Die PRODIGE-7-Studie

In die PRODIGE-7-Studie wurden in Frankreich 265 Patienten mit kolorektalen Karzinomen des Stadiums IV und Peritonealkarzinose aber ansonsten keinen anderen Metastasen aufgenommen. Der Peritoneal Cancer Index (PCI) dieser Patienten war < 25. Sie wurden randomisiert und dann entweder operiert und erhielten zusätzlich eine HIPEC oder sie wurden nur operiert. Die HIPEC bestand aus Oxaliplatin 460 mg/m2 in 30 Minuten, erhitzt auf 43 °C plus 20 mg/m2 Folinsäure plus 400 mg/m2 5-FU. Alle Patienten erhielten zusätzlich sechs Monate lang eine systemische Chemotherapie nach Wahl des Arztes, entweder präoperativ, postoperativ oder beides. Eine Stratifizierung nach Studienzentrum, Operationsergebnis (R0/1 vs. R2) und neoadjuvanter Chemotherapie wurde vorgenommen. Auch eine Einteilung nach dem PCI der Patienten wurde vorgenommen (PCI < 11, PCI 11–15 und PCI 16–24). Primärer Studienendpunkt war das Gesamtüberleben (OS), sekundäre Endpunkte die rückfallfreie Zeit (RFS) und die Sicherheit.

HIPEC ohne Einfluss

Nach einem medianen Follow-up von 64 Monaten betrug das mediane Gesamtüberleben 41,2 Monate in der Nicht-HIPEC-Gruppe vs. 41,7 Monate in der HIPEC-Gruppe. Der Unterschied war statistisch nicht signifikant (Abb. 1). Auch die mediane RFS unterschied sich nicht signifikant zwischen den beiden Gruppen (11,1 vs. 13,1 Monate; p = 0,486). Innerhalb der ersten 30 Tage gab es auch keine Unterschiede in Bezug auf die Nebenwirkungen. Nach 60 Tagen war jeoch die Komplikationsrate in der HIPEC-Gruppe fast doppelt so hoch wie in der Nicht-HIPEC-Gruppe (24,1 % vs. 13,6 %). Die Studienautoren bewerteten die Überlebensraten für die nur operierten Patienten als unerwartet hoch. Bei den Subgruppenanalysen ergab sich nur ein kleiner Unterschied in Bezug auf den PCI: Patienten mit mittlerer Krankheitsausbreitung in der Bauchhöhle (PCI 11–15) könnten eventuell von der HIPEC mit Oxaliplatin profitiert haben (Hazard-Ratio 0,437; 95%-Konfidenzintervall 0,21–0,90). Wegen der geringen Anzahl an Patienten kann aber diesbezüglich keine Empfehlung ausgesprochen werden. In weiteren Studien sollte nach Ansicht der Experten erforscht werden, ob andere Chemotherapeutika als Oxaliplatin in der HIPEC zu besseren Erfolgen für diese Patienten führen können.
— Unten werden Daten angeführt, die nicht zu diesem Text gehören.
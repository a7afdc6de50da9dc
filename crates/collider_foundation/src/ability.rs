//! Ability handles.

use std::fmt;
use std::sync::Arc;

/// Handle for a live ability known to a registry.
///
/// Two handles are the same ability when their indices match. The canonical
/// name travels with the handle so diagnostics can print it without a
/// registry lookup.
#[derive(Clone, Eq)]
pub struct AbilityId {
    index: u32,
    name: Arc<str>,
}

impl AbilityId {
    /// Creates a new handle.
    #[must_use]
    pub fn new(index: u32, name: impl Into<Arc<str>>) -> Self {
        Self {
            index,
            name: name.into(),
        }
    }

    /// Returns the registry index of this ability.
    #[must_use]
    pub const fn index(&self) -> u32 {
        self.index
    }

    /// Returns the canonical name of this ability.
    #[must_use]
    pub fn name(&self) -> &str {
        &self.name
    }
}

impl PartialEq for AbilityId {
    fn eq(&self, other: &Self) -> bool {
        self.index == other.index
    }
}

impl std::hash::Hash for AbilityId {
    fn hash<H: std::hash::Hasher>(&self, state: &mut H) {
        self.index.hash(state);
    }
}

impl fmt::Debug for AbilityId {
    fn fmt(&self, f: &mut fmt::Formatter<'_>) -> fmt::Result {
        write!(f, "AbilityId({}:{})", self.index, self.name)
    }
}

impl fmt::Display for AbilityId {
    fn fmt(&self, f: &mut fmt::Formatter<'_>) -> fmt::Result {
        f.write_str(&self.name)
    }
}
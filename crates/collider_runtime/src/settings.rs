//! Host settings file.
//!
//! Settings are YAML with a single `Properties` block:
//!
//! ```yaml
//! Properties:
//!   Verbose: false
//!   DisableCoreCollisions: false
//!   CollisionFile: collisions.txt
//! ```
//!
//! Every key is optional. `CollisionFile` is resolved against the directory
//! that holds the settings file.

use std::fs;
use std::path::{Path, PathBuf};

use collider_engine::LoaderConfig;
use collider_engine::config::DEFAULT_SOURCE;
use collider_foundation::{Error, ErrorContext, Result};
use serde::{Deserialize, Serialize};
use tracing::info;

/// Default file name of the settings file inside a data directory.
pub const DEFAULT_SETTINGS: &str = "config.yml";

/// Written as the rule file of a fresh data directory.
const DEFAULT_RULES: &str = "\
# Collision rules, one per line.
#
#   A > B    A removes B
#   A < B    B removes A
#   A = B    both are removed
#   A ~ B    neither is removed
#   A x B    remove every rule between A and B
#
# group \"Name\" {A, B, $Other} declares a group; use it later as $Name.
";

/// The whole settings file.
#[derive(Clone, Debug, Default, PartialEq, Eq, Serialize, Deserialize)]
pub struct Settings {
    /// The `Properties` block.
    #[serde(rename = "Properties", default)]
    pub properties: Properties,
}

/// Load options read from the `Properties` block.
#[derive(Clone, Debug, PartialEq, Eq, Serialize, Deserialize)]
#[serde(rename_all = "PascalCase", default)]
pub struct Properties {
    /// Log every group binding and rule operation.
    pub verbose: bool,
    /// Remove every existing rule before loading.
    pub disable_core_collisions: bool,
    /// Rule file, relative to the settings directory.
    pub collision_file: PathBuf,
}

impl Default for Properties {
    fn default() -> Self {
        Self {
            verbose: false,
            disable_core_collisions: false,
            collision_file: PathBuf::from(DEFAULT_SOURCE),
        }
    }
}

impl Settings {
    /// Parses settings from YAML text.
    ///
    /// An empty document yields the defaults.
    ///
    /// # Errors
    /// Returns a settings error if the text is not valid YAML or a key has
    /// the wrong type.
    pub fn from_yaml(content: &str) -> Result<Self> {
        if content.trim().is_empty() {
            return Ok(Self::default());
        }
        serde_yaml::from_str(content).map_err(|e| Error::settings(e.to_string()))
    }

    /// Reads settings from a file.
    ///
    /// # Errors
    /// Returns an I/O error if the file cannot be read, or a settings error
    /// if its contents are invalid.
    pub fn load(path: &Path) -> Result<Self> {
        let content = fs::read_to_string(path).map_err(|e| Error::io(path, e))?;
        Self::from_yaml(&content).map_err(|e| {
            e.with_context(ErrorContext::new().with_source(path.display().to_string()))
        })
    }

    /// Renders settings as YAML.
    ///
    /// # Errors
    /// Returns a settings error if serialization fails.
    pub fn to_yaml(&self) -> Result<String> {
        serde_yaml::to_string(self).map_err(|e| Error::settings(e.to_string()))
    }

    /// Builds the loader configuration, resolving the rule file against
    /// `base_dir`.
    #[must_use]
    pub fn to_loader_config(&self, base_dir: &Path) -> LoaderConfig {
        LoaderConfig::new(base_dir.join(&self.properties.collision_file))
            .with_verbose(self.properties.verbose)
            .with_clear_existing(self.properties.disable_core_collisions)
    }
}

/// Returns the directory a settings file's relative paths resolve against.
#[must_use]
pub fn base_dir(settings_path: &Path) -> &Path {
    settings_path
        .parent()
        .filter(|dir| !dir.as_os_str().is_empty())
        .unwrap_or_else(|| Path::new("."))
}

/// Creates `dir` with a default settings file and rule file, keeping any
/// that already exist.
///
/// Returns the path of the settings file.
///
/// # Errors
/// Returns an I/O error if the directory or a file cannot be written, or a
/// settings error if an existing settings file is invalid.
pub fn ensure_defaults(dir: &Path) -> Result<PathBuf> {
    fs::create_dir_all(dir).map_err(|e| Error::io(dir, e))?;

    let settings_path = dir.join(DEFAULT_SETTINGS);
    if !settings_path.exists() {
        let yaml = Settings::default().to_yaml()?;
        fs::write(&settings_path, yaml).map_err(|e| Error::io(&settings_path, e))?;
        info!("Wrote default settings to {}", settings_path.display());
    }

    let settings = Settings::load(&settings_path)?;
    let rules_path = dir.join(&settings.properties.collision_file);
    if !rules_path.exists() {
        fs::write(&rules_path, DEFAULT_RULES).map_err(|e| Error::io(&rules_path, e))?;
        info!("Wrote empty collision file to {}", rules_path.display());
    }

    Ok(settings_path)
}
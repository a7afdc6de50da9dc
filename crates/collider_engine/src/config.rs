//! Configuration for a collision load.

use std::path::{Path, PathBuf};

/// Default name of the collision source file.
pub const DEFAULT_SOURCE: &str = "collisions.txt";

/// Configuration for one load.
///
/// Values are owned by the host; the loader only reads them.
#[derive(Clone, Debug, PartialEq, Eq)]
pub struct LoaderConfig {
    /// Log every group binding and rule operation.
    pub verbose: bool,
    /// Remove every existing rule before loading.
    pub clear_existing: bool,
    /// Path of the collision source file.
    pub source: PathBuf,
}

impl Default for LoaderConfig {
    fn default() -> Self {
        Self {
            verbose: false,
            clear_existing: false,
            source: PathBuf::from(DEFAULT_SOURCE),
        }
    }
}

impl LoaderConfig {
    /// Creates a configuration for the given source file.
    #[must_use]
    pub fn new(source: impl Into<PathBuf>) -> Self {
        Self {
            source: source.into(),
            ..Self::default()
        }
    }

    /// Builder method to enable/disable verbose logging.
    #[must_use]
    pub fn with_verbose(mut self, verbose: bool) -> Self {
        self.verbose = verbose;
        self
    }

    /// Builder method to enable/disable clearing existing rules.
    #[must_use]
    pub fn with_clear_existing(mut self, clear: bool) -> Self {
        self.clear_existing = clear;
        self
    }

    /// Builder method to set the source path.
    #[must_use]
    pub fn with_source(mut self, source: impl Into<PathBuf>) -> Self {
        self.source = source.into();
        self
    }

    /// Returns the source path.
    #[must_use]
    pub fn source(&self) -> &Path {
        &self.source
    }
}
Abb. 1. Das Gesamtüberleben unterschied sich in der PRODIGE-7-Studie nicht bei den Patienten, die zusätzlich zur Operation mit HIPEC behandelt worden waren und denen, die nur operiert worden waren. (Quelle: nach Francois Quenet, ASCO 2018, Chicago)

Quelle

Quenet F, et al. A UNICANCER phase III trial of hyperthermic intra-peritoneal chemotherapy (HIPEC) for colorectal peritoneal carcinomatosis (PC): PRODIGE 7. J Clin Oncol 2018;36(Suppl): Abstr. LBA3503.